Il ricorso era stato presentato da Eteria, il consorzio guidato dai gruppi Gavio e Caltagirone con la spagnola Acciona e Rcm costruzioni; e si opponeva all’aggiudicazione, al consorzio Webuild-Fincantieri, della gara per la realizzazione dell’opera perché in gara è stato provato in atti del processo, l’aggiudicataria ha dichiarato e depositato documentazione che avrebbe dovuto comprovare l’esperienza pregressa in opere analoghi, che in realtà sarebbe da ascrivere ad altro operatore economico e non già l’aggiudicatario. In precedenza, il TAR aveva rigettato la sospensiva richiesta dai ricorrenti, cosa che avrebbe ostacolato l’avvio dei lavori, iniziati il 4 maggio scorso.
Cosa chiedere nel risarcimento?
Nel calcolo saranno considerate diverse variabili, fra le quali il mancato utile e il risarcimento dei danni provocati dalla procedura di aggiudicazione giudicata illegittima dal tribunale. Di prassi, nel settore delle costruzioni, il mancato utile si calcola nel 10% del valore dell’appalto; a questo si aggiungerà la quantificazione dei danni. Il valore della richiesta nel caso di specie , potrebbe superare i 100 milioni di euro. Ma ben sappiamo che le imprese vogliono realizzare e quindi, anche la previsione di poter comunque in sede curriculare utilizzare questa sentenza non rassicura gli operatori
Considerazioni conclusive e profili critici della norma in oggetto
Da quanto emerso, affiorano dubbi in merito alla effettiva compatibilità di tale previsione di legge rispetto ai principi costituzionali posti a presidio del diritto alla difesa e del giusto processo ai sensi degli artt. 24 e 111 Cost. Vieppiù, la stessa norma pare poter confliggere anche con gli artt. 1, par. 3, e 2, par. 1, lett. a), e 5, della direttiva 2007/66/CE (cd. “Direttiva ricorsi”).

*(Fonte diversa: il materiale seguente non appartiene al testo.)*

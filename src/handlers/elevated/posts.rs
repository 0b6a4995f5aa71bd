// handlers/elevated/posts.rs - GET /posts/admin, GET/POST /posts/admin/:slug
//
// `:slug` is `new` when creating. The form's `intent` picks delete; anything
// else validates and then creates or updates. Success redirects (303) back to
// /posts/admin.

use std::collections::HashMap;

use axum::{
    extract::{Path, State},
    response::Redirect,
    Form,
};
use serde::{Deserialize, Serialize};
use tracing::info;

use crate::database::models::{NewPost, Post, PostListing};
use crate::error::ApiError;
use crate::handlers::public::posts::post_not_found;
use crate::middleware::{AdminUser, ApiResponse, ApiResult};
use crate::state::AppState;

pub const NEW_POST_SLUG: &str = "new";
pub const ADMIN_INDEX: &str = "/posts/admin";

#[derive(Debug, Serialize)]
pub struct AdminIndex {
    pub posts: Vec<PostListing>,
}

#[derive(Debug, Serialize)]
pub struct AdminPost {
    pub post: Option<Post>,
}

#[derive(Debug, Default, Deserialize)]
pub struct PostForm {
    pub intent: Option<String>,
    pub title: Option<String>,
    pub slug: Option<String>,
    pub markdown: Option<String>,
}

impl PostForm {
    /// Each missing or empty field yields "<Field> is required"
    pub fn validate(self) -> Result<NewPost, HashMap<String, String>> {
        let mut errors = HashMap::new();
        let mut required = |field: &str, label: &str, value: Option<String>| match value {
            Some(v) if !v.is_empty() => v,
            _ => {
                errors.insert(field.to_string(), format!("{} is required", label));
                String::new()
            }
        };

        let post = NewPost {
            title: required("title", "Title", self.title),
            slug: required("slug", "Slug", self.slug),
            markdown: required("markdown", "Markdown", self.markdown),
        };

        if errors.is_empty() {
            Ok(post)
        } else {
            Err(errors)
        }
    }
}

pub async fn admin_index(AdminUser(_): AdminUser, State(state): State<AppState>) -> ApiResult<AdminIndex> {
    let posts = state.posts().get_post_listings().await?;
    Ok(ApiResponse::success(AdminIndex { posts }))
}

pub async fn admin_show(
    AdminUser(_): AdminUser,
    State(state): State<AppState>,
    Path(slug): Path<String>,
) -> ApiResult<AdminPost> {
    if slug == NEW_POST_SLUG {
        return Ok(ApiResponse::success(AdminPost { post: None }));
    }

    let post = state
        .posts()
        .get_post(&slug)
        .await?
        .ok_or_else(|| post_not_found(&slug))?;
    Ok(ApiResponse::success(AdminPost { post: Some(post) }))
}

pub async fn admin_action(
    AdminUser(admin): AdminUser,
    State(state): State<AppState>,
    Path(slug): Path<String>,
    Form(form): Form<PostForm>,
) -> Result<Redirect, ApiError> {
    let posts = state.posts();

    if form.intent.as_deref() == Some("delete") {
        posts.delete_post(&slug).await?;
        info!("{} deleted post '{}'", admin.email, slug);
        return Ok(Redirect::to(ADMIN_INDEX));
    }

    let post = form
        .validate()
        .map_err(|field_errors| ApiError::unprocessable_entity("Post is invalid", field_errors))?;

    if slug == NEW_POST_SLUG {
        posts.create_post(&post).await?;
        info!("{} created post '{}'", admin.email, post.slug);
    } else {
        posts.update_post(&slug, &post).await?;
        info!("{} updated post '{}'", admin.email, slug);
    }

    Ok(Redirect::to(ADMIN_INDEX))
}

#[cfg(test)]
mod tests {
    use super::*;

    #[test]
    fn reports_every_missing_field() {
        let errors = PostForm {
            title: Some(String::new()),
            ..Default::default()
        }
        .validate()
        .unwrap_err();

        assert_eq!(errors.len(), 3);
        assert_eq!(errors["title"], "Title is required");
        assert_eq!(errors["slug"], "Slug is required");
        assert_eq!(errors["markdown"], "Markdown is required");
    }

    #[test]
    fn complete_forms_become_posts() {
        let post = PostForm {
            intent: Some("create".into()),
            title: Some("Hello".into()),
            slug: Some("hello".into()),
            markdown: Some("# Hello".into()),
        }
        .validate()
        .unwrap();

        assert_eq!(post.slug, "hello");
    }
}
/// Shared types used across the codebase

use serde::{Deserialize, Serialize};
use std::fmt;

/// Store operations supported throughout the system
/// Used by the store client, its middleware chain, and emitted events
#[derive(Debug, Clone, Copy, PartialEq, Eq, Hash, Serialize, Deserialize)]
#[serde(rename_all = "camelCase")]
pub enum Operation {
    Create,
    FindFirst,
    FindUnique,
    FindMany,
    Update,
    Delete,
    DeleteMany,
}

impl Operation {
    /// Action name as it appears in operation keys, e.g. `Note.create`
    pub fn as_str(&self) -> &'static str {
        match self {
            Operation::Create => "create",
            Operation::FindFirst => "findFirst",
            Operation::FindUnique => "findUnique",
            Operation::FindMany => "findMany",
            Operation::Update => "update",
            Operation::Delete => "delete",
            Operation::DeleteMany => "deleteMany",
        }
    }
}

impl fmt::Display for Operation {
    fn fmt(&self, f: &mut fmt::Formatter<'_>) -> fmt::Result {
        f.write_str(self.as_str())
    }
}

#[cfg(test)]
mod tests {
    use super::*;

    #[test]
    fn serializes_as_action_name() {
        let value = serde_json::to_value(Operation::DeleteMany).unwrap();
        assert_eq!(value, serde_json::json!("deleteMany"));
        assert_eq!(Operation::FindFirst.to_string(), "findFirst");
    }
}
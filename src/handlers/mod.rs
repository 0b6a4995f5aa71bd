// handlers/mod.rs - three handler tiers by gate
//
// Public (no session) → Protected (signed-in user) → Elevated (ADMIN_EMAIL only)

pub mod public;
pub mod protected;
pub mod elevated;
// handlers/public/auth.rs - POST /auth/join, POST /auth/login

use axum::{extract::State, Json};
use serde::{Deserialize, Serialize};
use tracing::info;

use crate::auth::{generate_jwt, Claims};
use crate::database::models::User;
use crate::error::ApiError;
use crate::middleware::{ApiResponse, ApiResult};
use crate::state::AppState;

const MIN_PASSWORD_LENGTH: usize = 8;

#[derive(Debug, Deserialize)]
pub struct Credentials {
    #[serde(default)]
    pub email: String,
    #[serde(default)]
    pub password: String,
}

#[derive(Debug, Serialize)]
pub struct SessionPayload {
    pub token: String,
    pub expires_in: u64,
    pub user: User,
    pub is_admin: bool,
}

/// POST /auth/join - create an account and start a session
pub async fn join_post(
    State(state): State<AppState>,
    Json(credentials): Json<Credentials>,
) -> ApiResult<SessionPayload> {
    let email = credentials.email.trim();
    validate_email(email)?;
    if credentials.password.is_empty() {
        return Err(ApiError::field_error("password", "Password is required"));
    }
    if credentials.password.len() < MIN_PASSWORD_LENGTH {
        return Err(ApiError::field_error("password", "Password is too short"));
    }

    let users = state.users();
    if users.get_user_by_email(email).await?.is_some() {
        return Err(ApiError::field_error("email", "A user already exists with this email"));
    }

    let user = users.create_user(email, &credentials.password).await?;
    info!("Created user {}", user.email);
    Ok(ApiResponse::created(start_session(&state, user)?))
}

/// POST /auth/login - verify credentials and start a session
pub async fn login_post(
    State(state): State<AppState>,
    Json(credentials): Json<Credentials>,
) -> ApiResult<SessionPayload> {
    let email = credentials.email.trim();
    validate_email(email)?;
    if credentials.password.is_empty() {
        return Err(ApiError::field_error("password", "Password is required"));
    }

    let user = state
        .users()
        .verify_login(email, &credentials.password)
        .await?
        .ok_or_else(|| ApiError::unauthorized("Invalid email or password"))?;

    Ok(ApiResponse::success(start_session(&state, user)?))
}

fn validate_email(email: &str) -> Result<(), ApiError> {
    if email.len() > 3 && email.contains('@') {
        Ok(())
    } else {
        Err(ApiError::field_error("email", "Email is invalid"))
    }
}

fn start_session(state: &AppState, user: User) -> Result<SessionPayload, ApiError> {
    let security = &state.config.security;
    let claims = Claims::new(&user.id, &user.email, security.jwt_expiry_hours)?;
    let token = generate_jwt(&claims, &security.session_secret)?;

    Ok(SessionPayload {
        token,
        expires_in: claims.lifetime_secs(),
        is_admin: state.is_admin(&user),
        user,
    })
}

Come è stato da più parti osservato, vale infine rimarcare che, ancora una volta, il legislatore ha optato per il ricorso alla decretazione di urgenza al fine di intervenire con sensibili modifiche e revisioni sulla materia dei contratti pubblici e dei pertinenti procedimenti giurisdizionali, esponendosi, come già in passato, a possibili limiti e profili critici in punto di chiarezza, organicità ed efficacia delle misure adottate – pur comprendendosi, quanto meno in questo caso specifico, la sussistenza di pressanti esigenze di salvaguardia degli obiettivi e degli interventi del PNRR sopra ricordati.